Where in the records does the word "bool" appear? Copy each line that holds it.

(Collected data)

*** Block opens ***

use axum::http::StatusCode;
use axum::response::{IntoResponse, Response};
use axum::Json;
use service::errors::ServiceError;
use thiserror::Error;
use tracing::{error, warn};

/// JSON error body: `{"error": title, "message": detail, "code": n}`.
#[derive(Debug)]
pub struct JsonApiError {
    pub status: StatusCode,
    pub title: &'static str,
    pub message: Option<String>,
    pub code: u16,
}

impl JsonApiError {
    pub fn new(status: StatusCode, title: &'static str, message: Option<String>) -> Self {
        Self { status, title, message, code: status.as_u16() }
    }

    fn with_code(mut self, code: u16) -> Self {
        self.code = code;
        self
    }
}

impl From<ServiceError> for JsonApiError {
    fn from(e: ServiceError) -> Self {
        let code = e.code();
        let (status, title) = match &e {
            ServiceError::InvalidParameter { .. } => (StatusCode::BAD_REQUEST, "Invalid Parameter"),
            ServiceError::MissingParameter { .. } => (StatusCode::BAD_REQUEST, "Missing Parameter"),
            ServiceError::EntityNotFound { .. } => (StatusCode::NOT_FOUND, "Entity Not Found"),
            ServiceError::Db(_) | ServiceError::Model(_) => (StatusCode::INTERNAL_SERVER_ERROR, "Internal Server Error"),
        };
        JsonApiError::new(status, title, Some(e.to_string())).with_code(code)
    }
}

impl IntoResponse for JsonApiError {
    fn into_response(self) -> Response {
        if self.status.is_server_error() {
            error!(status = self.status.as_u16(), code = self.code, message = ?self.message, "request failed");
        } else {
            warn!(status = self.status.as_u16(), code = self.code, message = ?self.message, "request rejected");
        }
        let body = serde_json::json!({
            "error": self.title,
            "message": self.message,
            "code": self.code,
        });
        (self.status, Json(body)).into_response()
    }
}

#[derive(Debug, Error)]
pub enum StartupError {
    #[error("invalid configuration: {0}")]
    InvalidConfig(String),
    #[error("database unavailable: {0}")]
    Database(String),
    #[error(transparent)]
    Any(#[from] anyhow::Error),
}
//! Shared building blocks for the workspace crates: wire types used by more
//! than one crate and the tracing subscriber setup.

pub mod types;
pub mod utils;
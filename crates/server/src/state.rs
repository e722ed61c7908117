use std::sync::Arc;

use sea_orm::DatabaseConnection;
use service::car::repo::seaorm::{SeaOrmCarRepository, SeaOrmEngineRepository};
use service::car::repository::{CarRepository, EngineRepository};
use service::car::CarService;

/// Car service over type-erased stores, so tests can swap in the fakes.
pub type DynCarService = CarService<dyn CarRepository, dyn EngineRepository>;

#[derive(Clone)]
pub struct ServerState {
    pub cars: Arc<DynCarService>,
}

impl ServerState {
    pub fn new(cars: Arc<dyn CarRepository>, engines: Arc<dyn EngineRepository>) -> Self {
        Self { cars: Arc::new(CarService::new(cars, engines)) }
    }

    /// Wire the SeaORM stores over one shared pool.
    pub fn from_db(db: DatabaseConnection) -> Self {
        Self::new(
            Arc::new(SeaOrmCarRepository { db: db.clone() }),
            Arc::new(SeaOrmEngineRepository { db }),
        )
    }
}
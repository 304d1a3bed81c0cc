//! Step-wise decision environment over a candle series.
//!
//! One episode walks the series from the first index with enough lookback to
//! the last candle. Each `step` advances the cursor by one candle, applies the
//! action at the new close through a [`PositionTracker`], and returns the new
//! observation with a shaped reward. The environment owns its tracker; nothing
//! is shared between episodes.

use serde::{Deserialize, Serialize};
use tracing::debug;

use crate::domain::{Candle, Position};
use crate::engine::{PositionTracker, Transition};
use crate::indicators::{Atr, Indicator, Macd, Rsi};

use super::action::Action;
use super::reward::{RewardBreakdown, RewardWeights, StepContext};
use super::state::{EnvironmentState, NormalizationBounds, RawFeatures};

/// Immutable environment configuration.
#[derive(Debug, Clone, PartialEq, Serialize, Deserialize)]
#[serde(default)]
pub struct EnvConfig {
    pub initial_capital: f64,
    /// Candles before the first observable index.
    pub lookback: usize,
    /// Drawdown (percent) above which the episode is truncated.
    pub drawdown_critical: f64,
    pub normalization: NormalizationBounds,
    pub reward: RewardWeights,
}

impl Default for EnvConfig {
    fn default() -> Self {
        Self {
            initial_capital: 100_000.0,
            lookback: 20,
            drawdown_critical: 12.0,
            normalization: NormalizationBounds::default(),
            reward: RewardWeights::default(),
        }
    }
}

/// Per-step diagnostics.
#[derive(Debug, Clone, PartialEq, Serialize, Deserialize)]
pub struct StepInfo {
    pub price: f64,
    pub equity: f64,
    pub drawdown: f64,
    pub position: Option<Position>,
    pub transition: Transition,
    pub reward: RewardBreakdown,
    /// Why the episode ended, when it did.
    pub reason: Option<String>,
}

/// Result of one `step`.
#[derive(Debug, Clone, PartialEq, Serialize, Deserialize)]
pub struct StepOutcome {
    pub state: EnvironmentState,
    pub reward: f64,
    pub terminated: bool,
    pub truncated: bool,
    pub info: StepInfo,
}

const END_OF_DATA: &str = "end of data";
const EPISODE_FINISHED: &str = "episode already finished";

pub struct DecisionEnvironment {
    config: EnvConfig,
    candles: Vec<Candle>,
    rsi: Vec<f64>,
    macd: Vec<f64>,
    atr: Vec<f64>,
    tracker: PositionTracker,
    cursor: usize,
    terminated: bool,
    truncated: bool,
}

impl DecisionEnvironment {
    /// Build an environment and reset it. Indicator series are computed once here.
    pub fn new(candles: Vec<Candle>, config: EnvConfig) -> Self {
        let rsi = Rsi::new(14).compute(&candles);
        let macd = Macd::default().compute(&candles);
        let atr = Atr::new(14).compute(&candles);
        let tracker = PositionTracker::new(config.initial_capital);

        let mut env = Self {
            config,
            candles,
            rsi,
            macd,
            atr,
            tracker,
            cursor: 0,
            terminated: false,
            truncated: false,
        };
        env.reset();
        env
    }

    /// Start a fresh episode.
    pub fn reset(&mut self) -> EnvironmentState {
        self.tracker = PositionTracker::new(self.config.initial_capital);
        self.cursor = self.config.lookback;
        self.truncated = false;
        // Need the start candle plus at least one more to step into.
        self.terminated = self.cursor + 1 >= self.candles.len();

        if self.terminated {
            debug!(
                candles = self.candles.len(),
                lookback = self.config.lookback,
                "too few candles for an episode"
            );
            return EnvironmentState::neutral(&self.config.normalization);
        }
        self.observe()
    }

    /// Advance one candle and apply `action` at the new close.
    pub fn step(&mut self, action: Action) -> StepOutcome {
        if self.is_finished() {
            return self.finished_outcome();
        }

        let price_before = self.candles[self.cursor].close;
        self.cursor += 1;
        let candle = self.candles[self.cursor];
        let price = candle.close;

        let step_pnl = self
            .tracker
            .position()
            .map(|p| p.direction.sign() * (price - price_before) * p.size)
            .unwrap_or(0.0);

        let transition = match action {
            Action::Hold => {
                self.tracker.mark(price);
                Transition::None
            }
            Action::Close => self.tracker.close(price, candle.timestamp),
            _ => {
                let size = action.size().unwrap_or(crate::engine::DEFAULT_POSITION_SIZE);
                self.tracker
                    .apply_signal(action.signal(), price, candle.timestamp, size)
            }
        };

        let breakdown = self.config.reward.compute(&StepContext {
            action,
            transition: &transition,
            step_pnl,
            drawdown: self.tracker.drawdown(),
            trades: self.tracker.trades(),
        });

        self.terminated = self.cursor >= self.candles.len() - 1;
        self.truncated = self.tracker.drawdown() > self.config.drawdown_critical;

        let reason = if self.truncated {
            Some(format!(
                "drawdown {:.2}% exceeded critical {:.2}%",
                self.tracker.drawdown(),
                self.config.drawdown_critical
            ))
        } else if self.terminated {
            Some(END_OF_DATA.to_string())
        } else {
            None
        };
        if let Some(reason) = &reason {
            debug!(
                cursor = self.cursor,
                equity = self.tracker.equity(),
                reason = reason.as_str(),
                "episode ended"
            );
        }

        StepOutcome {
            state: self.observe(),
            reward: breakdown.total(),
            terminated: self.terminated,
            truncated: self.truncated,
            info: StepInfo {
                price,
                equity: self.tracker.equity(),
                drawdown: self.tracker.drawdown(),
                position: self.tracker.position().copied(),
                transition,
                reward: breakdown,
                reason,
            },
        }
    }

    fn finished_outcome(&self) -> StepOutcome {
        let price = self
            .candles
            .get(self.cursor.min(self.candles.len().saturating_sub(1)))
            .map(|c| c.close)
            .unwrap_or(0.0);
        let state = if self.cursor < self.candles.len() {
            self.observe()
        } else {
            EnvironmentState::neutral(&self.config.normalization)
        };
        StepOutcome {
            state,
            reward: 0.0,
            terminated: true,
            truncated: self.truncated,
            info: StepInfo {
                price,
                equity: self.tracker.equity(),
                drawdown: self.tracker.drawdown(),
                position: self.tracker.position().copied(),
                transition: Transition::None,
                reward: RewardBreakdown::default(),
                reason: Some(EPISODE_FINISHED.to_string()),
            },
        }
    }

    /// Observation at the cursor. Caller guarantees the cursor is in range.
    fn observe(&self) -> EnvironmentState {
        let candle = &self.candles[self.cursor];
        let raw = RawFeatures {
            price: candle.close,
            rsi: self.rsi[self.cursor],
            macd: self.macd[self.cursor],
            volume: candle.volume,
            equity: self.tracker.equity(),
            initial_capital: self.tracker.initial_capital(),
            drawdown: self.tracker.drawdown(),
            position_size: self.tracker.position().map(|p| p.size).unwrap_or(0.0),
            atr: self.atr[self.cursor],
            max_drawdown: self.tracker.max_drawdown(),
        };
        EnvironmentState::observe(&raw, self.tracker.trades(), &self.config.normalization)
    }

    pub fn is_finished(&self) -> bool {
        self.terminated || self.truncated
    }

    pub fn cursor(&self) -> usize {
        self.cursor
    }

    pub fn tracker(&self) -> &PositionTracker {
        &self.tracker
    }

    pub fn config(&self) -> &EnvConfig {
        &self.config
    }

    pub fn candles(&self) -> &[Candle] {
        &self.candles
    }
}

*** Block closes ***

SOLVED PROBLEM:
    pub terminated: bool,
    pub truncated: bool,
    terminated: bool,
    truncated: bool,
    pub fn is_finished(&self) -> bool {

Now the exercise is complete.